Bronchoscopy , COVID-19/epidemiology , COVID-19/therapy , Cross Infection/prevention & control , Practice Patterns, Physicians' , Bronchoscopes/microbiology , Bronchoscopes/standards , Bronchoscopes/virology , Bronchoscopy/instrumentation , Bronchoscopy/methods , Bronchoscopy/standards , COVID-19/prevention & control , COVID-19/transmission , Equipment Contamination/prevention & control , History, 21st Century , Humans , Lung Neoplasms/diagnosis , Medical Oncology/instrumentation , Medical Oncology/methods , Medical Oncology/standards , Pandemics , Personal Protective Equipment/virology , Practice Patterns, Physicians'/standards , Practice Patterns, Physicians'/trends , SARS-CoV-2/physiology
Introduction: Depression is prevalent in patients with Idiopathic Pulmonary Fibrosis (IPF). The impact of depression on quality of life and its correlation with disease severity in patients with IPF has not been thoroughly evaluated on prospective studies. Patients and Methods: Between 2016 and 2017, we prospectively enrolled 101 patients (80 male, mean age (years) ± SD: 70.8 ± 8.1) with IPF (mean GAP score ± SD: 4.7 ± 1.8) without previous diagnosis of depression. Depressive symptoms were evaluated with Beck's depression inventory-II (BDI-II). Disease severity was evaluated with pulmonary function (FVC, DLCO) and exercise capacity measures. Symptom burden was assessed by cough and dyspnea scales. Health Related Quality of Life (HRQL) was assessed with two questionnaires. Results: Data for analysis was available from 98 patients (97%).
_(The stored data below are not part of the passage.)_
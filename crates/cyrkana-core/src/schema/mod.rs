//! Per-profile key-sequence → syllable schemas.
//!
//! A [`Schema`] keeps its entries next to the closure of all strict prefixes
//! of every entry key, so incremental matching is one hash lookup per
//! keystroke instead of a scan over the whole mapping.

mod config;

pub use config::parse_schema_json;

use std::collections::hash_map::Entry;
use std::collections::{HashMap, HashSet};

use crate::error::{BlobKind, EngineError};

#[derive(Debug, PartialEq, Eq)]
pub enum SchemaLookup<'a> {
    None,
    Prefix,
    Exact(&'a str),
    ExactAndPrefix(&'a str),
}

#[derive(Debug, Clone)]
pub struct Schema {
    id: String,
    entries: HashMap<String, String>,
    prefixes: HashSet<String>,
}

impl Schema {
    pub fn from_json(id: &str, blob: &str) -> Result<Self, EngineError> {
        let entries = parse_schema_json(id, blob)?;
        Self::from_entries(id, entries)
    }

    /// Build from `(sequence, syllable id)` pairs. Empty sequences, empty
    /// syllable ids and repeated sequences are `MalformedInput`; no pairs at
    /// all is `EmptySchema`.
    pub fn from_entries<I>(id: &str, entries: I) -> Result<Self, EngineError>
    where
        I: IntoIterator<Item = (String, String)>,
    {
        let blob_kind = || BlobKind::Schema(id.to_string());
        let mut map = HashMap::new();
        for (sequence, syllable) in entries {
            if sequence.is_empty() {
                return Err(EngineError::malformed(blob_kind(), "empty key sequence"));
            }
            if syllable.is_empty() {
                return Err(EngineError::malformed(
                    blob_kind(),
                    format_args!("empty kana_key for {sequence:?}"),
                ));
            }
            match map.entry(sequence) {
                Entry::Occupied(e) => {
                    return Err(EngineError::malformed(
                        blob_kind(),
                        format_args!("duplicate key {:?}", e.key()),
                    ));
                }
                Entry::Vacant(e) => {
                    e.insert(syllable);
                }
            }
        }
        if map.is_empty() {
            return Err(EngineError::EmptySchema(id.to_string()));
        }

        let mut prefixes = HashSet::new();
        for sequence in map.keys() {
            prefixes.extend(strict_prefixes(sequence).map(str::to_string));
        }

        Ok(Self {
            id: id.to_string(),
            entries: map,
            prefixes,
        })
    }

    pub fn id(&self) -> &str {
        &self.id
    }

    pub fn lookup(&self, sequence: &str) -> SchemaLookup<'_> {
        let is_prefix = self.prefixes.contains(sequence);
        match (self.entries.get(sequence), is_prefix) {
            (None, false) => SchemaLookup::None,
            (None, true) => SchemaLookup::Prefix,
            (Some(syllable), false) => SchemaLookup::Exact(syllable),
            (Some(syllable), true) => SchemaLookup::ExactAndPrefix(syllable),
        }
    }

    pub fn syllable(&self, sequence: &str) -> Option<&str> {
        self.entries.get(sequence).map(String::as_str)
    }

    /// True if `sequence` is a strict prefix of at least one entry key.
    pub fn is_prefix(&self, sequence: &str) -> bool {
        self.prefixes.contains(sequence)
    }

    pub fn entries(&self) -> impl Iterator<Item = (&str, &str)> {
        self.entries.iter().map(|(k, v)| (k.as_str(), v.as_str()))
    }

    pub fn prefixes(&self) -> impl Iterator<Item = &str> {
        self.prefixes.iter().map(String::as_str)
    }

    pub fn len(&self) -> usize {
        self.entries.len()
    }

    pub fn is_empty(&self) -> bool {
        self.entries.is_empty()
    }

    pub fn prefix_count(&self) -> usize {
        self.prefixes.len()
    }
}

/// Non-empty proper prefixes of `s`, cut at char boundaries.
pub(crate) fn strict_prefixes(s: &str) -> impl Iterator<Item = &str> {
    s.char_indices().skip(1).map(move |(i, _)| &s[..i])
}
Forty two patients (42.9%) presented with depressive symptoms scoring≥14. A significant association between depressive symptoms and measures of: 1) disease severity: a) GAP score: r = 0.32, p = 0.007, b) DLCO: r = -0.28, p = 0.007, c) 6MWD: r = -0.39, p = 0.017, 2) symptom burden: a) cough: r = -0.57, p < 0.001, b) dyspnea (Borg: r = 0.54, p < 0.001, mMRC: r = 0.55, p < 0.001, SOBQ: r = 0.57, p < 0.001 and 3) HRQL: a) SGRQ: (Total score: r = 0.68, p < 0.001, Activity Score: r = 0.60, p < 0.001, Impact score: r = 0.68, p < 0.001, Symptoms score: r = 0.60, p < 0.001, b) K-BILD: r = -0.66, p < 0.001), was identified. There was no statistically significant difference in BDI-II (p = 0.62) and SGRQ (p = 0.64) 1 year after treatment with antifibrotics. Conclusions: Patients with IPF and severe functional impairment tend to have increased risk for depression development and poor quality of life. Further prospective studies should investigate the role of antidepressant drug therapy in patients with IPF and comorbid depression.